Note how many lines in these entries contain "filename", and reply with that number alone.

[Information supplied]
====

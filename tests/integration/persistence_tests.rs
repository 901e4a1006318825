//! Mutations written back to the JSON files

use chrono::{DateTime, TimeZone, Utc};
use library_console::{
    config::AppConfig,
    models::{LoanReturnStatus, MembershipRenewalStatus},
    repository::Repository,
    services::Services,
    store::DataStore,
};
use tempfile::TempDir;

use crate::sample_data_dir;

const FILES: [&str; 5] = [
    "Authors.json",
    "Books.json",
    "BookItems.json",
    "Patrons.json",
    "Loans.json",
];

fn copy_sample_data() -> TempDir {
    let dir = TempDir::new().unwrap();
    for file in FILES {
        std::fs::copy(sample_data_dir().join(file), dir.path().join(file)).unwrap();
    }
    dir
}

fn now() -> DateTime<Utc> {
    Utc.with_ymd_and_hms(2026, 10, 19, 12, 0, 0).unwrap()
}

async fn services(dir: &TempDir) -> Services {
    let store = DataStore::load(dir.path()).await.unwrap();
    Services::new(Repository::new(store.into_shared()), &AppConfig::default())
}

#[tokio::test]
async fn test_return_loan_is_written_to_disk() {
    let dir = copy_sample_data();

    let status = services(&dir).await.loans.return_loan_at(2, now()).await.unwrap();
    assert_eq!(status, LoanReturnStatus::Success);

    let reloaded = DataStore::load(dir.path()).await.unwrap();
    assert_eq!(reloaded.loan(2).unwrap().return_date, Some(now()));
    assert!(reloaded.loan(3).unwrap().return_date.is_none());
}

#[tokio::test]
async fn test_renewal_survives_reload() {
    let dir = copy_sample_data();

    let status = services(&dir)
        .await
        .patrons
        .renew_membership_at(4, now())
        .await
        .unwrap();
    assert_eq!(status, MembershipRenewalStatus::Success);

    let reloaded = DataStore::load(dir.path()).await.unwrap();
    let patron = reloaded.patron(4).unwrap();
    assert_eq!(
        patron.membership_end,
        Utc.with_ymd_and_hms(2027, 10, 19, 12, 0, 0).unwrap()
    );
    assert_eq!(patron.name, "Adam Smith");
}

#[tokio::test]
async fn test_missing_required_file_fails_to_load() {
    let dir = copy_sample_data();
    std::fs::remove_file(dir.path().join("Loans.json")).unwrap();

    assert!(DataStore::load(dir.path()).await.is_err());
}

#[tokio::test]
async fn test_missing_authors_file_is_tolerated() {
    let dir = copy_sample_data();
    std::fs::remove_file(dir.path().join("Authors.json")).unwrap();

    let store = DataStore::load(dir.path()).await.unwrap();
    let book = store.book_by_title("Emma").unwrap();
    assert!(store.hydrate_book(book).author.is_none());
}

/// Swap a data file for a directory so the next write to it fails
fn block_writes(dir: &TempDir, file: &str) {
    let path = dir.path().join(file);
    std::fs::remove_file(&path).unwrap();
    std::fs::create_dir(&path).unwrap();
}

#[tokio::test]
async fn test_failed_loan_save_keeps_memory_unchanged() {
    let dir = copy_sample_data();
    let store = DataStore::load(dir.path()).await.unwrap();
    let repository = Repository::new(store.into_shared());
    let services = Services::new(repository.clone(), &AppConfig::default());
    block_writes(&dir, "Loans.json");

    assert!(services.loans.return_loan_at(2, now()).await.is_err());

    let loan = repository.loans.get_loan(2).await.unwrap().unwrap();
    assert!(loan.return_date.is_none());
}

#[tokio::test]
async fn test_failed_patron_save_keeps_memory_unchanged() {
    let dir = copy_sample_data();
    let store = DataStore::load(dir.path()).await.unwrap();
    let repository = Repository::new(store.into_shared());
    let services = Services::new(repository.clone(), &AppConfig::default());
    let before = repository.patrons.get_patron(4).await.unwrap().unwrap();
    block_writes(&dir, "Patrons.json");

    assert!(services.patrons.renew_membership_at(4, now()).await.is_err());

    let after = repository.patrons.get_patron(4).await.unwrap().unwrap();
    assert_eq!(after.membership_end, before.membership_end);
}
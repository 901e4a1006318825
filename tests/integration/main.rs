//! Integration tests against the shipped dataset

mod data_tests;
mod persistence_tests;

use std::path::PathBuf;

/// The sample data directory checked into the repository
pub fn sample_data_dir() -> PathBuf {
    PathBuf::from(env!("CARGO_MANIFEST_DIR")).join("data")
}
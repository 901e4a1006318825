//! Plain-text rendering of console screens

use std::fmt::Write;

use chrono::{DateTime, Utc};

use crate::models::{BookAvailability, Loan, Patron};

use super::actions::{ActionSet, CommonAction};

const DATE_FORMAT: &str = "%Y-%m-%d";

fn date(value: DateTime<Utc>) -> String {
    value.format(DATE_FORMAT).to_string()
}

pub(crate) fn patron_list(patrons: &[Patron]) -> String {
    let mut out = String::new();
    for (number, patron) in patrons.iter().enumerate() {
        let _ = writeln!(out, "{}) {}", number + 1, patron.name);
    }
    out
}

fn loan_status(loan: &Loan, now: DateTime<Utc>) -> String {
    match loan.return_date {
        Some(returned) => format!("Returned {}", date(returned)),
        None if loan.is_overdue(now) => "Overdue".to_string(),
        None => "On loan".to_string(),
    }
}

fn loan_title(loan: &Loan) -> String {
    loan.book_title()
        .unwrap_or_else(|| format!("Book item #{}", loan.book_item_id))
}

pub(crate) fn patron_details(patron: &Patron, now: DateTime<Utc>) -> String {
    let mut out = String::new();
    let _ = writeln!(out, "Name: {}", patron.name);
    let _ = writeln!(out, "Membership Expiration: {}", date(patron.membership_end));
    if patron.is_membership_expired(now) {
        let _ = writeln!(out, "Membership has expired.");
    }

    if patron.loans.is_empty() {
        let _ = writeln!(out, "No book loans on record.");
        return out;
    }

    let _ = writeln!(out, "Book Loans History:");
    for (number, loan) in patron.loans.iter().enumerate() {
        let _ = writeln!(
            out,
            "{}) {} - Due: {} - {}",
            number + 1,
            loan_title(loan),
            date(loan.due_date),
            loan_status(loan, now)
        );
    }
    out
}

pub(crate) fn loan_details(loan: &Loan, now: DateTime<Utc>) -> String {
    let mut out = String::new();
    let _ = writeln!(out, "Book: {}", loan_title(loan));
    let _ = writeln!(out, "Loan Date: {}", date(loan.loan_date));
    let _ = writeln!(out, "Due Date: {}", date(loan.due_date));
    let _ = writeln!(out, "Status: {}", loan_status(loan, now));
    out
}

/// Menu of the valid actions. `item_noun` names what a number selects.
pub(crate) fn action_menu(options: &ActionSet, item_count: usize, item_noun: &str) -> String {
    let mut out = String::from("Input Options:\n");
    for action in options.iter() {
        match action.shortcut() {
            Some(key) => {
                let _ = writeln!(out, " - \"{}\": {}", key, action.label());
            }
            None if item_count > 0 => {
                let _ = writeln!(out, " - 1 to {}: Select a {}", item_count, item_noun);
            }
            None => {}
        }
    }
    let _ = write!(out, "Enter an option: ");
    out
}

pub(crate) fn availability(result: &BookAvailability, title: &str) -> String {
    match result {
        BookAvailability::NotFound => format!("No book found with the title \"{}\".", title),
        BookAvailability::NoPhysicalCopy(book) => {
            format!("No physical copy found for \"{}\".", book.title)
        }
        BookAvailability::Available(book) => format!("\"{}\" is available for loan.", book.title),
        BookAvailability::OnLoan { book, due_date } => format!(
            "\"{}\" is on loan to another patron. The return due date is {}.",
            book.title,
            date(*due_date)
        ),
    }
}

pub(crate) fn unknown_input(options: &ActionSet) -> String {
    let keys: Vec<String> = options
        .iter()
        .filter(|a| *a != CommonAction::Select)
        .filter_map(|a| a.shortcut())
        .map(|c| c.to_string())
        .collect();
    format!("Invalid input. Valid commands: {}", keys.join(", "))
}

====

[Written reply]
2